7 de out. de 2011

POR DE TRÁS DAQUELES OLHOS

NINO BELLIENY

Quando adolescente, ninguém lhe roubou mais atenções e toda a paz. Bastava um gesto e lá estava, solícito cavaleiro da távola, disposto garoto apaixonado da cabeça aos dedos das mãos, trabalhadores incansáveis na substituição do que só ela poderia dar. E não dava, só recebia o vosso fruto e toma exploração, favores, recados para outros, elogios a outros, uma infinidade de negações. 

Em troca, só recebia aquele olhar. Ah, aquele olhar! Se você que está lendo agora o visse, ou pior ainda, fosse visto, jamais se esqueceria... pareciam chispas de solda, aquelas chamas azuladas, ora esverdeadas, queimando órbitas e o pensamentos. No entanto, o guri sobreviveu. O tempo lambeu os calendários das paredes, trocou caminhos, traçou músculos fortes no corpo e afiou a mente.

Carregou-o pelo mundo como folhas de paineira em dias de ventania. Se reencontraram, numa tarde em Lisboa, ela lendo Pessoa num café cheio de outros turistas também lendo Pessoa ou fingindo. Quando a viu, ficou parado, as lembranças fluindo lentas como o Tejo, e pensou que era Cabral fazendo o caminho inverso, redescobrindo uma rota antiga e silenciosa. 

Ficou assim, até ser notado por ela, figura graciosa, de pronto em pé, braços e sorrisos abertos, e logo já estavam abraçados em minutos que foram horas. Quis sentir-se soberano, senhor da situação, dissimular não estar nem um pouco emocionado. As palavras porém, foram em rumo de Trás-os-Montes, buscaram África, voltaram para Campos dos Goytacazes, deixando-o ali, presa inerte daquele olhar. 
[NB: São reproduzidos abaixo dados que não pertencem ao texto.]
//! Ordered fallback selectors.
//!
//! Every scraped attribute is configured as a [`CandidateSelectorList`]: an
//! ordered list of [`SelectorRule`]s evaluated one after another. The first
//! rule that yields non-empty content wins and later rules are never
//! consulted, so list order decides which value is used when a page matches
//! more than one candidate.

use garden_scrape_catalog_models::Specifications;
use scraper::{ElementRef, Selector};

use crate::ScrapeError;

/// Parses a CSS selector string, returning a [`ScrapeError`] on failure.
///
/// # Errors
///
/// Returns [`ScrapeError::Selector`] if `css` is not a valid selector.
pub fn parse_selector(css: &str) -> Result<Selector, ScrapeError> {
    Selector::parse(css).map_err(|e| ScrapeError::Selector {
        selector: css.to_owned(),
        message: e.to_string(),
    })
}

/// Trims `text` and collapses every internal whitespace run to one space.
#[must_use]
pub fn collapse_whitespace(text: &str) -> String {
    text.split_whitespace().collect::<Vec<_>>().join(" ")
}

/// Concatenated text content of an element, trimmed.
fn element_text(element: &ElementRef<'_>) -> String {
    element.text().collect::<String>().trim().to_owned()
}

/// One candidate extraction rule: a CSS selector plus, optionally, the
/// attribute to read instead of the element's text.
#[derive(Debug, Clone)]
pub struct SelectorRule {
    css: String,
    selector: Selector,
    attr: Option<String>,
}

impl SelectorRule {
    /// Creates a rule that reads the text content of matching elements.
    ///
    /// # Errors
    ///
    /// Returns [`ScrapeError::Selector`] if `css` is not a valid selector.
    pub fn text(css: &str) -> Result<Self, ScrapeError> {
        Ok(Self {
            css: css.to_owned(),
            selector: parse_selector(css)?,
            attr: None,
        })
    }

    /// Creates a rule that reads `attr` from matching elements.
    ///
    /// # Errors
    ///
    /// Returns [`ScrapeError::Selector`] if `css` is not a valid selector.
    pub fn attr(css: &str, attr: &str) -> Result<Self, ScrapeError> {
        Ok(Self {
            css: css.to_owned(),
            selector: parse_selector(css)?,
            attr: Some(attr.to_owned()),
        })
    }

    /// The selector text as configured.
    #[must_use]
    pub fn css(&self) -> &str {
        &self.css
    }

    /// The attribute this rule reads, if any.
    #[must_use]
    pub fn attribute(&self) -> Option<&str> {
        self.attr.as_deref()
    }

    /// Non-empty trimmed values of every matching element, in document
    /// order. An element that matches but has no content is skipped rather
    /// than treated as a hit.
    pub fn values<'a>(&'a self, root: ElementRef<'a>) -> impl Iterator<Item = String> + 'a {
        root.select(&self.selector).filter_map(move |element| {
            let value = match self.attr.as_deref() {
                Some(attr) => element.value().attr(attr)?.trim().to_owned(),
                None => element_text(&element),
            };
            (!value.is_empty()).then_some(value)
        })
    }
}

/// Ordered candidate rules for one attribute.
#[derive(Debug, Clone, Default)]
pub struct CandidateSelectorList {
    rules: Vec<SelectorRule>,
}

impl CandidateSelectorList {
    /// Wraps an ordered list of rules.
    #[must_use]
    pub const fn new(rules: Vec<SelectorRule>) -> Self {
        Self { rules }
    }

    /// Builds a list of text rules from CSS selector strings.
    ///
    /// # Errors
    ///
    /// Returns [`ScrapeError::Selector`] for the first invalid selector.
    pub fn parse_text(selectors: &[&str]) -> Result<Self, ScrapeError> {
        selectors
            .iter()
            .map(|css| SelectorRule::text(css))
            .collect::<Result<Vec<_>, _>>()
            .map(Self::new)
    }

    /// The rules in precedence order.
    #[must_use]
    pub fn rules(&self) -> &[SelectorRule] {
        &self.rules
    }

    /// Returns `true` if no rules are configured.
    #[must_use]
    pub fn is_empty(&self) -> bool {
        self.rules.is_empty()
    }

    /// Evaluates rules in order and returns the first value accepted by
    /// `accept`, together with the index of the rule that produced it.
    pub fn first_map<T>(
        &self,
        root: ElementRef<'_>,
        mut accept: impl FnMut(String) -> Option<T>,
    ) -> Option<(usize, T)> {
        for (index, rule) in self.rules.iter().enumerate() {
            for value in rule.values(root) {
                if let Some(accepted) = accept(value) {
                    return Some((index, accepted));
                }
            }
        }
        None
    }

    /// Returns the first non-empty value and the index of the rule that
    /// produced it.
    #[must_use]
    pub fn select_first(&self, root: ElementRef<'_>) -> Option<(usize, String)> {
        self.first_map(root, Some)
    }
}

/// Extraction settings for one text attribute.
#[derive(Debug, Clone, Default)]
pub struct FieldRules {
    /// Candidate rules in precedence order.
    pub candidates: CandidateSelectorList,
    /// Collapse internal whitespace runs to single spaces.
    pub collapse_whitespace: bool,
    /// Label to remove from the start of the value (e.g. `"SKU:"`).
    pub strip_prefix: Option<String>,
}

impl FieldRules {
    /// Creates field rules that only trim surrounding whitespace.
    #[must_use]
    pub const fn new(candidates: CandidateSelectorList) -> Self {
        Self {
            candidates,
            collapse_whitespace: false,
            strip_prefix: None,
        }
    }

    /// Enables internal whitespace collapsing.
    #[must_use]
    pub const fn collapsing(mut self) -> Self {
        self.collapse_whitespace = true;
        self
    }

    /// Sets a label prefix to strip from extracted values.
    #[must_use]
    pub fn with_strip_prefix(mut self, prefix: &str) -> Self {
        self.strip_prefix = Some(prefix.to_owned());
        self
    }

    /// Extracts this attribute from `root`, or `None` if no candidate
    /// matched.
    #[must_use]
    pub fn extract(&self, root: ElementRef<'_>) -> Option<String> {
        self.candidates
            .first_map(root, |raw| self.clean(&raw))
            .map(|(_, value)| value)
    }

    fn clean(&self, raw: &str) -> Option<String> {
        let mut value = raw.trim();
        if let Some(prefix) = self.strip_prefix.as_deref()
            && let Some(rest) = strip_prefix_ignore_case(value, prefix)
        {
            value = rest.trim();
        }
        let value = if self.collapse_whitespace {
            collapse_whitespace(value)
        } else {
            value.to_owned()
        };
        (!value.is_empty()).then_some(value)
    }
}

fn strip_prefix_ignore_case<'a>(value: &'a str, prefix: &str) -> Option<&'a str> {
    let head = value.get(..prefix.len())?;
    head.eq_ignore_ascii_case(prefix)
        .then(|| &value[prefix.len()..])
}

/// Settings for a two-column specification table.
#[derive(Debug, Clone)]
pub struct TableRules {
    rows: Selector,
    cells: Selector,
}

impl TableRules {
    /// Default selector for cells within a row.
    pub const DEFAULT_CELLS: &'static str = "th, td";

    /// Creates table rules from row and cell selectors.
    ///
    /// # Errors
    ///
    /// Returns [`ScrapeError::Selector`] if either selector is invalid.
    pub fn new(rows: &str, cells: &str) -> Result<Self, ScrapeError> {
        Ok(Self {
            rows: parse_selector(rows)?,
            cells: parse_selector(cells)?,
        })
    }

    /// Collects every row that has exactly two non-empty cells.
    #[must_use]
    pub fn extract(&self, root: ElementRef<'_>) -> Specifications {
        root.select(&self.rows)
            .filter_map(|row| {
                let cells: Vec<String> = row
                    .select(&self.cells)
                    .map(|cell| collapse_whitespace(&element_text(&cell)))
                    .collect();
                match cells.as_slice() {
                    [key, value] if !key.is_empty() && !value.is_empty() => {
                        Some((key.trim_end_matches(':').trim().to_owned(), value.clone()))
                    }
                    _ => None,
                }
            })
            .collect()
    }
}

/// Complete per-attribute configuration for detail pages.
#[derive(Debug, Clone, Default)]
pub struct ItemSelectors {
    /// Product name.
    pub name: FieldRules,
    /// Displayed price.
    pub price: FieldRules,
    /// Stock-keeping unit.
    pub sku: FieldRules,
    /// Long description.
    pub description: FieldRules,
    /// Image references; values are resolved to absolute addresses.
    pub image: CandidateSelectorList,
    /// Optional specification table.
    pub specifications: Option<TableRules>,
}

#[cfg(test)]
mod tests {
    use scraper::Html;

    use super::*;

    const PAGE: &str = r#"
        <html><body>
          <h1 class="title">  Cherokee   Purple Tomato </h1>
          <span class="price"></span>
          <div class="price-box"><span class="amount">
              $4.95
              per   packet</span></div>
          <span class="sku">SKU: TM-114</span>
          <img class="lazy" data-src="/img/tomato.jpg">
          <table class="specs">
            <tr><th>Days to maturity:</th><td>80</td></tr>
            <tr><td colspan="2">Heirloom</td></tr>
            <tr><th>Fruit   size</th><td>10-12 oz</td></tr>
          </table>
        </body></html>
    "#;

    #[test]
    fn first_non_empty_candidate_wins() {
        let document = Html::parse_document(PAGE);
        let list =
            CandidateSelectorList::parse_text(&["span.price", ".price-box .amount", "h1"]).unwrap();

        let (index, value) = list.select_first(document.root_element()).unwrap();

        assert_eq!(index, 1);
        assert!(value.starts_with("$4.95"));
    }

    #[test]
    fn earlier_candidate_takes_precedence() {
        let document = Html::parse_document(PAGE);
        let list = CandidateSelectorList::parse_text(&["h1.title", ".price-box .amount"]).unwrap();

        let (index, _) = list.select_first(document.root_element()).unwrap();

        assert_eq!(index, 0);
    }

    #[test]
    fn collapsing_field_normalizes_internal_whitespace() {
        let document = Html::parse_document(PAGE);
        let rules = FieldRules::new(
            CandidateSelectorList::parse_text(&["span.price", ".price-box .amount"]).unwrap(),
        )
        .collapsing();

        assert_eq!(
            rules.extract(document.root_element()).as_deref(),
            Some("$4.95 per packet")
        );
    }

    #[test]
    fn plain_field_is_only_trimmed() {
        let document = Html::parse_document(PAGE);
        let rules = FieldRules::new(CandidateSelectorList::parse_text(&["h1.title"]).unwrap());

        assert_eq!(
            rules.extract(document.root_element()).as_deref(),
            Some("Cherokee   Purple Tomato")
        );
    }

    #[test]
    fn strips_label_prefix() {
        let document = Html::parse_document(PAGE);
        let rules = FieldRules::new(CandidateSelectorList::parse_text(&["span.sku"]).unwrap())
            .with_strip_prefix("sku:");

        assert_eq!(
            rules.extract(document.root_element()).as_deref(),
            Some("TM-114")
        );
    }

    #[test]
    fn no_match_yields_none() {
        let document = Html::parse_document(PAGE);
        let rules =
            FieldRules::new(CandidateSelectorList::parse_text(&[".missing", "#nope"]).unwrap());

        assert_eq!(rules.extract(document.root_element()), None);
    }

    #[test]
    fn empty_list_yields_none() {
        let document = Html::parse_document(PAGE);
        assert_eq!(FieldRules::default().extract(document.root_element()), None);
    }

    #[test]
    fn attribute_rule_reads_attribute() {
        let document = Html::parse_document(PAGE);
        let list = CandidateSelectorList::new(vec![
            SelectorRule::attr("img.lazy", "src").unwrap(),
            SelectorRule::attr("img.lazy", "data-src").unwrap(),
        ]);

        assert_eq!(
            list.select_first(document.root_element()),
            Some((1, "/img/tomato.jpg".to_owned()))
        );
    }

    #[test]
    fn table_keeps_two_cell_rows() {
        let document = Html::parse_document(PAGE);
        let table = TableRules::new("table.specs tr", TableRules::DEFAULT_CELLS).unwrap();

        let specs = table.extract(document.root_element());

        assert_eq!(specs.len(), 2);
        assert_eq!(specs.get("Days to maturity"), Some("80"));
        assert_eq!(specs.get("Fruit size"), Some("10-12 oz"));
    }

    #[test]
    fn rejects_invalid_selector() {
        let err = SelectorRule::text("div[").unwrap_err();
        assert!(matches!(err, ScrapeError::Selector { .. }));
    }
}
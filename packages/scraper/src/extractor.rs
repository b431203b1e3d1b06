//! Detail-page extraction.
//!
//! One fetched page becomes one [`ItemRecord`]. Each attribute is extracted
//! independently from its [`ItemSelectors`] candidates; an attribute with no
//! matching candidate is simply `None`. The image is best-effort: any
//! failure to fetch, decode or write it is logged and leaves
//! [`ItemRecord::image_path`] empty.

use std::sync::Arc;

use garden_scrape_catalog_models::ItemRecord;
use scraper::Html;
use url::Url;

use crate::ScrapeError;
use crate::address::{parse_http_url, resolve_asset_url};
use crate::fetch::Fetcher;
use crate::images::{ImageStore, image_extension, image_file_stem};
use crate::progress::{ProgressCallback, null_progress};
use crate::selector::ItemSelectors;

/// Stem used for image files when neither the product name nor the page
/// address yields one.
const FALLBACK_STEM: &str = "item";

/// An address that produced no record.
#[derive(Debug, Clone, PartialEq, Eq)]
pub struct SkippedItem {
    /// The detail-page address.
    pub url: String,
    /// Why it was skipped.
    pub reason: String,
}

/// Result of extracting a batch of addresses.
#[derive(Debug, Clone, Default)]
pub struct BatchOutcome {
    /// One record per successfully fetched address, in input order.
    pub records: Vec<ItemRecord>,
    /// Addresses whose page could not be fetched.
    pub skipped: Vec<SkippedItem>,
}

impl BatchOutcome {
    /// Number of records that have a saved image.
    #[must_use]
    pub fn images_saved(&self) -> usize {
        self.records
            .iter()
            .filter(|r| r.image_path.is_some())
            .count()
    }
}

/// Parses a detail page into a record. No network access: the image
/// address is resolved but not downloaded.
#[must_use]
pub fn parse_item(html: &str, page_url: &Url, selectors: &ItemSelectors) -> ItemRecord {
    let document = Html::parse_document(html);
    let root = document.root_element();

    let image_url = selectors
        .image
        .first_map(root, |raw| resolve_asset_url(page_url, &raw))
        .map(|(_, url)| url.to_string());

    ItemRecord {
        name: selectors.name.extract(root),
        price: selectors.price.extract(root),
        sku: selectors.sku.extract(root),
        description: selectors.description.extract(root),
        specifications: selectors
            .specifications
            .as_ref()
            .map(|table| table.extract(root))
            .unwrap_or_default(),
        source_url: page_url.to_string(),
        image_url,
        image_path: None,
    }
}

/// Last non-empty path segment of an address, used to name images of
/// products without a name.
fn stem_from_address(url: &Url) -> Option<String> {
    url.path_segments()?
        .rev()
        .find(|segment| !segment.is_empty())
        .and_then(image_file_stem)
}

/// Fetches detail pages and turns them into [`ItemRecord`]s.
pub struct ItemExtractor<F> {
    fetcher: F,
    selectors: ItemSelectors,
    images: Option<ImageStore>,
    progress: Arc<dyn ProgressCallback>,
}

impl<F: Fetcher> ItemExtractor<F> {
    /// Creates an extractor that does not download images.
    #[must_use]
    pub fn new(fetcher: F, selectors: ItemSelectors) -> Self {
        Self {
            fetcher,
            selectors,
            images: None,
            progress: null_progress(),
        }
    }

    /// Downloads product images into `store`.
    #[must_use]
    pub fn with_images(mut self, store: ImageStore) -> Self {
        self.images = Some(store);
        self
    }

    /// Reports batch progress to `progress`.
    #[must_use]
    pub fn with_progress(mut self, progress: Arc<dyn ProgressCallback>) -> Self {
        self.progress = progress;
        self
    }

    /// Fetches and extracts one detail page.
    ///
    /// # Errors
    ///
    /// Returns [`ScrapeError`] if the address is malformed or the page
    /// cannot be fetched. Missing attributes and image failures are not
    /// errors.
    pub fn extract(&self, url: &str) -> Result<ItemRecord, ScrapeError> {
        let page_url = parse_http_url(url)?;
        let html = self.fetcher.get_text(page_url.as_str())?;
        let mut record = parse_item(&html, &page_url, &self.selectors);

        if !record.has_any_field() {
            log::warn!("No fields matched on {url}");
        }

        if let (Some(store), Some(image_url)) = (&self.images, record.image_url.as_deref()) {
            match self.download_image(store, image_url, record.name.as_deref(), &page_url) {
                Ok(path) => record.image_path = Some(path),
                Err(e) => log::warn!("Image {image_url} for {url} not saved: {e}"),
            }
        }

        Ok(record)
    }

    fn download_image(
        &self,
        store: &ImageStore,
        image_url: &str,
        name: Option<&str>,
        page_url: &Url,
    ) -> Result<std::path::PathBuf, ScrapeError> {
        let image_url = parse_http_url(image_url)?;
        let stem = name
            .and_then(image_file_stem)
            .or_else(|| stem_from_address(page_url))
            .unwrap_or_else(|| FALLBACK_STEM.to_owned());
        let bytes = self.fetcher.get_bytes(image_url.as_str())?;
        store.save(&bytes, &stem, image_extension(&image_url))
    }

    /// Extracts every address in order. A page that cannot be fetched is
    /// logged, recorded in [`BatchOutcome::skipped`] and does not stop the
    /// batch.
    pub fn extract_all<S: AsRef<str>>(&self, urls: &[S]) -> BatchOutcome {
        let mut outcome = BatchOutcome::default();
        self.progress.set_total(urls.len() as u64);

        for (index, url) in urls.iter().enumerate() {
            let url = url.as_ref();
            self.progress
                .set_message(format!("item {}/{}: {url}", index + 1, urls.len()));

            match self.extract(url) {
                Ok(record) => outcome.records.push(record),
                Err(e) => {
                    log::warn!("Skipping {url}: {e}");
                    outcome.skipped.push(SkippedItem {
                        url: url.to_owned(),
                        reason: e.to_string(),
                    });
                }
            }
            self.progress.inc(1);
        }

        log::info!(
            "Extraction complete: {} record(s), {} skipped, {} image(s) saved",
            outcome.records.len(),
            outcome.skipped.len(),
            outcome.images_saved(),
        );
        self.progress.finish(format!(
            "extracted {} record(s), {} skipped",
            outcome.records.len(),
            outcome.skipped.len(),
        ));
        outcome
    }
}
#![cfg_attr(feature = "fail-on-warnings", deny(warnings))]
#![warn(clippy::all, clippy::pedantic, clippy::nursery, clippy::cargo)]
#![allow(clippy::multiple_crate_versions, clippy::cargo_common_metadata)]

//! Catalog scraping core.
//!
//! Two procedures run one after the other for every scrape:
//!
//! 1. [`walker::LinkWalker`] paginates one or more listing pages and collects
//!    unique detail-page addresses until an item limit, a page limit, or an
//!    empty page is reached.
//! 2. [`extractor::ItemExtractor`] fetches each detail page, applies ordered
//!    fallback selectors per attribute ([`selector`]) and downloads the first
//!    resolvable product image ([`images`]).
//!
//! Everything runs sequentially on the calling thread. Network access goes
//! through the [`fetch::Fetcher`] trait so the algorithms can be driven by
//! [`fetch::HttpFetcher`] in production or [`memory::MemoryFetcher`] offline.

pub mod address;
pub mod extractor;
pub mod fetch;
pub mod images;
pub mod memory;
pub mod progress;
pub mod retry;
pub mod selector;
pub mod walker;

/// Errors that can occur during scraping operations.
#[derive(Debug, thiserror::Error)]
pub enum ScrapeError {
    /// An HTTP request failed at the transport level.
    #[error("HTTP error: {0}")]
    Http(#[from] reqwest::Error),

    /// The server answered with a non-success status.
    #[error("HTTP {status} for {url}")]
    Status {
        /// Address that was requested.
        url: String,
        /// Response status code.
        status: u16,
    },

    /// A CSS selector could not be parsed.
    #[error("invalid CSS selector '{selector}': {message}")]
    Selector {
        /// The selector text as configured.
        selector: String,
        /// Parser error description.
        message: String,
    },

    /// An address could not be parsed or is not an `http(s)` address.
    #[error("invalid address '{url}': {message}")]
    InvalidUrl {
        /// The offending address.
        url: String,
        /// Why it was rejected.
        message: String,
    },

    /// A walk limit was zero.
    #[error("invalid limit: {0}")]
    InvalidLimit(String),

    /// Parsing a response body or building a request failed.
    #[error("Parse error: {0}")]
    Parse(String),

    /// An I/O operation failed.
    #[error("I/O error: {0}")]
    Io(#[from] std::io::Error),

    /// Image bytes could not be decoded or re-encoded.
    #[error("image error: {0}")]
    Image(#[from] image::ImageError),
}

impl ScrapeError {
    /// Returns `true` if the error came from the remote side (transport or
    /// status) rather than from local configuration.
    #[must_use]
    pub const fn is_transport(&self) -> bool {
        matches!(self, Self::Http(_) | Self::Status { .. })
    }
}
#![cfg_attr(feature = "fail-on-warnings", deny(warnings))]
#![warn(clippy::all, clippy::pedantic, clippy::nursery, clippy::cargo)]
#![allow(clippy::multiple_crate_versions, clippy::cargo_common_metadata)]

//! CLI entry point for the storefront scraper.
//!
//! Uses `indicatif-log-bridge` (via [`garden_scrape_cli_utils::init_logger`])
//! to route `log` output through `indicatif::MultiProgress` so that log
//! lines and progress bars never fight for the terminal.

mod pipeline;

use std::path::PathBuf;
use std::time::Duration;

use clap::{Args, Parser, Subcommand};
use garden_scrape_catalog::registry::{all_sites, find_site};
use garden_scrape_catalog::site_def::{SiteDefinition, SiteRules, load_site_file};
use garden_scrape_cli_utils::IndicatifProgress;
use garden_scrape_scraper::fetch::{FetchConfig, HttpFetcher};
use garden_scrape_scraper::retry::RetryPolicy;

use crate::pipeline::{RunOptions, RunProgress};

#[derive(Parser)]
#[command(name = "garden_scrape", about = "Storefront catalog scraper")]
struct Cli {
    #[command(subcommand)]
    command: Commands,
}

#[derive(Subcommand)]
enum Commands {
    /// List built-in site profiles
    Sites,
    /// Walk listing pages and print the discovered item addresses
    Links {
        #[command(flatten)]
        site: SiteArgs,
        #[command(flatten)]
        walk: WalkArgs,
        #[command(flatten)]
        fetch: FetchArgs,
    },
    /// Walk listings, extract every item, write the spreadsheet and images
    Run {
        #[command(flatten)]
        site: SiteArgs,
        #[command(flatten)]
        walk: WalkArgs,
        #[command(flatten)]
        fetch: FetchArgs,
        /// Output folder
        #[arg(long, default_value = "scrape_output")]
        output: PathBuf,
        /// Skip image downloads
        #[arg(long)]
        no_images: bool,
        /// Do not bundle saved images into a ZIP file
        #[arg(long)]
        no_archive: bool,
    },
}

/// Which profile to use.
#[derive(Args)]
#[group(required = true, multiple = false)]
struct SiteArgs {
    /// Built-in profile id (see `sites`)
    #[arg(long)]
    site: Option<String>,
    /// Profile TOML file
    #[arg(long)]
    config: Option<PathBuf>,
}

impl SiteArgs {
    fn resolve(&self) -> Result<SiteRules, Box<dyn std::error::Error>> {
        let definition = match (&self.site, &self.config) {
            (_, Some(path)) => load_site_file(path)?,
            (Some(id), None) => find_site(id).ok_or_else(|| format!("Unknown site: {id}"))?,
            (None, None) => return Err("either --site or --config is required".into()),
        };
        Ok(definition.compile()?)
    }
}

#[derive(Args)]
struct WalkArgs {
    /// Listing address to walk instead of the profile's (repeatable)
    #[arg(long = "listing")]
    listings: Vec<String>,
    /// Maximum number of item addresses to collect
    #[arg(long)]
    max_items: Option<usize>,
    /// Maximum listing pages per listing (default 30)
    #[arg(long)]
    max_pages: Option<u32>,
}

#[derive(Args)]
struct FetchArgs {
    /// Retries per request for transient failures
    #[arg(long, default_value = "2")]
    retries: u32,
    /// Pause between requests in milliseconds
    #[arg(long, default_value = "2000")]
    delay_ms: u64,
    /// Per-request timeout in seconds
    #[arg(long, default_value = "30")]
    timeout_secs: u64,
}

impl FetchArgs {
    fn fetcher(&self) -> Result<HttpFetcher, Box<dyn std::error::Error>> {
        let config = FetchConfig::default()
            .with_retry(RetryPolicy::new(self.retries))
            .with_delay(Duration::from_millis(self.delay_ms))
            .with_timeout(Duration::from_secs(self.timeout_secs));
        Ok(HttpFetcher::new(config)?)
    }
}

fn run_options(walk: WalkArgs, output: PathBuf) -> RunOptions {
    RunOptions {
        listings: walk.listings,
        max_items: walk.max_items,
        max_pages: walk.max_pages,
        ..RunOptions::new(output)
    }
}

fn print_sites(sites: &[SiteDefinition]) {
    println!("{:<20} {:<24} LISTINGS", "ID", "NAME");
    println!("{}", "-".repeat(60));
    for site in sites {
        println!("{:<20} {:<24} {}", site.id, site.name, site.listings.len());
    }
}

fn main() -> Result<(), Box<dyn std::error::Error>> {
    let multi = garden_scrape_cli_utils::init_logger();
    let cli = Cli::parse();

    match cli.command {
        Commands::Sites => print_sites(&all_sites()),
        Commands::Links { site, walk, fetch } => {
            let rules = site.resolve()?;
            let fetcher = fetch.fetcher()?;
            let options = run_options(walk, PathBuf::new());

            let outcome = pipeline::walk_links(
                &fetcher,
                &rules,
                &options,
                IndicatifProgress::links_bar(&multi),
            )?;
            for listing in &outcome.listings {
                log::info!("{}: {}", listing.listing_url, listing.stop_reason);
            }
            for url in &outcome.urls {
                println!("{url}");
            }
        }
        Commands::Run {
            site,
            walk,
            fetch,
            output,
            no_images,
            no_archive,
        } => {
            let rules = site.resolve()?;
            let fetcher = fetch.fetcher()?;
            let options = RunOptions {
                download_images: !no_images,
                archive_images: !no_archive,
                ..run_options(walk, output)
            };
            let progress = RunProgress {
                links: IndicatifProgress::links_bar(&multi),
                items: IndicatifProgress::items_bar(&multi),
            };

            let summary = pipeline::run(&fetcher, &rules, &options, &progress)?;
            println!();
            println!("{summary}");
        }
    }

    Ok(())
}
De novo-o-mesmo-de-antigamente. Ela, mil vezes mais sagaz, mil vezes mais bonita e dona dos mesmos velhos artifícios, fingiu que não percebeu. Apenas tomou-o pelo braço e à moda lusitana, levou-o à Praça. Entraram no Hotel, bastaram-se de silêncios e fogo molhando os corpos. Uma noite sem pausas, com final marcado. 

Hoje, quando olha além da janela e não vê a Torre de Belém, tantos anos depois, ainda se pergunta se foi sonho ou imaginação, miragem emocional de quem está numa terra distante e acaba vendo, sem ver, pai, mãe amigos e até, principalmente, a única mulher que ele amou na vida.